**TASK:** For the entries below, print exactly the lines between the line holding "let (head, body)" and the line holding "sender.send(StreamResponse::Tokens(vec![1, 2])).unwrap();", inclusive, and nothing else.

**INPUT:**

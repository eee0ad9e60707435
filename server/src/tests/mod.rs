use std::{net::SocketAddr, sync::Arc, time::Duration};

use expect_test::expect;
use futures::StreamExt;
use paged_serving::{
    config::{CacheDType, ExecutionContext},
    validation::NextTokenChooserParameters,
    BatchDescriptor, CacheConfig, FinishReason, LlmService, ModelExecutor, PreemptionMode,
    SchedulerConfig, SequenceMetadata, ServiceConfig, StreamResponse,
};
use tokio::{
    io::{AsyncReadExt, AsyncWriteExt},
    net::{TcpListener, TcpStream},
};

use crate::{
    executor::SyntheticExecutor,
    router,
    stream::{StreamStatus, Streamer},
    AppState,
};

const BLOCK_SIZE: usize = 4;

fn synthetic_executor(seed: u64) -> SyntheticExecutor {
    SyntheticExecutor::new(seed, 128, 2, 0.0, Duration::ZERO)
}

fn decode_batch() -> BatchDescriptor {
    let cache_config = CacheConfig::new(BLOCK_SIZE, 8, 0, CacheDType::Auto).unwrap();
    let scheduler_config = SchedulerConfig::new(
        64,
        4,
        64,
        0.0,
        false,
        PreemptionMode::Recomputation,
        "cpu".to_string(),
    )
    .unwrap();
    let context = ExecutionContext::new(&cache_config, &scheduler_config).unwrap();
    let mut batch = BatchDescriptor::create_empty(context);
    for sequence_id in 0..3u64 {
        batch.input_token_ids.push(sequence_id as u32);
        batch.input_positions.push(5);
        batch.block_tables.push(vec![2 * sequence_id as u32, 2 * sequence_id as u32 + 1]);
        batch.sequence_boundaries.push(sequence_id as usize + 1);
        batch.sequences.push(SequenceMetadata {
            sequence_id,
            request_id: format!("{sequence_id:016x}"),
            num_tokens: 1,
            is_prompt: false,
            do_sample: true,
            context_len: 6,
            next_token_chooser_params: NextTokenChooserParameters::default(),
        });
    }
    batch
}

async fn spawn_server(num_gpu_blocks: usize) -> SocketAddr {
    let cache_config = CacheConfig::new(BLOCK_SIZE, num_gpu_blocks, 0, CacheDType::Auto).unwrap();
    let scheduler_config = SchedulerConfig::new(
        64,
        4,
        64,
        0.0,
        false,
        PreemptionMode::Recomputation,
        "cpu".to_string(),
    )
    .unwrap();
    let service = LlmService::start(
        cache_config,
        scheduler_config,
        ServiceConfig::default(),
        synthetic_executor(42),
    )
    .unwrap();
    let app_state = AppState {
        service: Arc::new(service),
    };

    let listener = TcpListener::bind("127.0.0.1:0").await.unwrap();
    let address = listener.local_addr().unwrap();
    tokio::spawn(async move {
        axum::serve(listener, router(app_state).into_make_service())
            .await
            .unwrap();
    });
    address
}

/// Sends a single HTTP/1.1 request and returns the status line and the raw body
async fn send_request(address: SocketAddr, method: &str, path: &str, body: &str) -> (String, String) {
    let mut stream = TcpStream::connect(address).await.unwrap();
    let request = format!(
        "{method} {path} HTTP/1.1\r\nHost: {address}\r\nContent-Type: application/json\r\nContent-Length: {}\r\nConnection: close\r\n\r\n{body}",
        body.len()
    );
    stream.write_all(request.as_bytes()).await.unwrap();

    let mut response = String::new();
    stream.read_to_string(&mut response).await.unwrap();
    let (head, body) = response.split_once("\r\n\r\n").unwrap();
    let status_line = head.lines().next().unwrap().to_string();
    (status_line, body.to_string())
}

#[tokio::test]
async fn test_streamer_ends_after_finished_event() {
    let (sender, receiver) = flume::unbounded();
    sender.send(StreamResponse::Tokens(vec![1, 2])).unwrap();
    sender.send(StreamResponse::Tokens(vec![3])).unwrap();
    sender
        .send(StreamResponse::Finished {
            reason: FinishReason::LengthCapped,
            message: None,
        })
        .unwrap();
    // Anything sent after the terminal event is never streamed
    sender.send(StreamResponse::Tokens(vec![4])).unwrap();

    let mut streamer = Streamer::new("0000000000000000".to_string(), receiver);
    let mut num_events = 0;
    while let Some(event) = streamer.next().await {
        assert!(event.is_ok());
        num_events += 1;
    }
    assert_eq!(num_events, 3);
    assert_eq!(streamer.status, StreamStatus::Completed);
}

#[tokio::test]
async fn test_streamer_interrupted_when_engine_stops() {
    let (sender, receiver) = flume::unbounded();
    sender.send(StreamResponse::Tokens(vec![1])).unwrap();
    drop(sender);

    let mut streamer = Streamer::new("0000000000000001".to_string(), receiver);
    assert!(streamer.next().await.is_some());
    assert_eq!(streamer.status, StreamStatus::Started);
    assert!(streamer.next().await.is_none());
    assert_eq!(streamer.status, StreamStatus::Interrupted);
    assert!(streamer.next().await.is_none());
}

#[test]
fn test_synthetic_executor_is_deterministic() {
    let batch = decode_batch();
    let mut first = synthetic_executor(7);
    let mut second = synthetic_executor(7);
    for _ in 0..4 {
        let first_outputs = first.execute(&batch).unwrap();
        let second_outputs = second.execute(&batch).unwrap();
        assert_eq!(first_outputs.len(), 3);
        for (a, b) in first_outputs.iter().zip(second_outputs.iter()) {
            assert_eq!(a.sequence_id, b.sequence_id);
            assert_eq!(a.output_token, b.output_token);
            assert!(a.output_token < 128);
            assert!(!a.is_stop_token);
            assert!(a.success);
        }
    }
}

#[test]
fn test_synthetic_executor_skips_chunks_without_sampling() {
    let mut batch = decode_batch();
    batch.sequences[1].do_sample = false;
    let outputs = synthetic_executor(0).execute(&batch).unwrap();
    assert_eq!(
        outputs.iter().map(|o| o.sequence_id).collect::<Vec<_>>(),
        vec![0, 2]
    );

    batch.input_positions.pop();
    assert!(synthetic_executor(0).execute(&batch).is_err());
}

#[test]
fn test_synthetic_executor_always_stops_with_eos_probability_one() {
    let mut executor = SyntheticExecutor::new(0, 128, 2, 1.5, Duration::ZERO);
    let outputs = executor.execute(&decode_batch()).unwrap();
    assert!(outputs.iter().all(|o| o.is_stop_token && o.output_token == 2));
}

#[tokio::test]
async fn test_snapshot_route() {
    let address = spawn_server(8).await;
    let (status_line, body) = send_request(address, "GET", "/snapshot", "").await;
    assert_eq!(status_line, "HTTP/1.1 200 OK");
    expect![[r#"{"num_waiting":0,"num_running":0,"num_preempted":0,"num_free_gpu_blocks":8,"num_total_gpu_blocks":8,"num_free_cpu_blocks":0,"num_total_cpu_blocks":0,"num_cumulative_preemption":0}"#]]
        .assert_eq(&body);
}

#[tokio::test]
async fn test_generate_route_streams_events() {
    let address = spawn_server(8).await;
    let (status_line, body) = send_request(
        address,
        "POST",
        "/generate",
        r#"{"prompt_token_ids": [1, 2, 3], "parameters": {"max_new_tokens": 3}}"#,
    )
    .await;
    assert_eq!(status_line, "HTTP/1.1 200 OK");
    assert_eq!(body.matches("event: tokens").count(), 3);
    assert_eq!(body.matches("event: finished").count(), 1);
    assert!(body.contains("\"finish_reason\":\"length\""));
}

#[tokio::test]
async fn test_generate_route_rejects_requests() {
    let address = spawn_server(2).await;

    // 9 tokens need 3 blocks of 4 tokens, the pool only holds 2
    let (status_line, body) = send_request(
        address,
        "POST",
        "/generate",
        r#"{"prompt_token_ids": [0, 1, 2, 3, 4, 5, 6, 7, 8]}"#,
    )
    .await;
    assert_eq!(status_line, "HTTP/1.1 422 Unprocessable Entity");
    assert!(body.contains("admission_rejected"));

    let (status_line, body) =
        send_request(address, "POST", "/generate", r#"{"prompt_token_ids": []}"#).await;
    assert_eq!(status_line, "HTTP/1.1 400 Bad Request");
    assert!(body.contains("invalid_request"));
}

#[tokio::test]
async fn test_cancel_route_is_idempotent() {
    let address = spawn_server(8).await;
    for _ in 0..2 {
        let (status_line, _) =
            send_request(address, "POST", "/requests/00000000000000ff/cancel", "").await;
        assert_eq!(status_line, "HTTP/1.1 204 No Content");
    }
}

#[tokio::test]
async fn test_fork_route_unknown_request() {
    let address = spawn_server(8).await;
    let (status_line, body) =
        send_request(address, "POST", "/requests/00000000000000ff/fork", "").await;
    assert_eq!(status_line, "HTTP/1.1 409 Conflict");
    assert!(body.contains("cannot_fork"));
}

**EXERCISE RESPONSE:**
    let (head, body) = response.split_once("\r\n\r\n").unwrap();
    let status_line = head.lines().next().unwrap().to_string();
    (status_line, body.to_string())
}

#[tokio::test]
async fn test_streamer_ends_after_finished_event() {
    let (sender, receiver) = flume::unbounded();
    sender.send(StreamResponse::Tokens(vec![1, 2])).unwrap();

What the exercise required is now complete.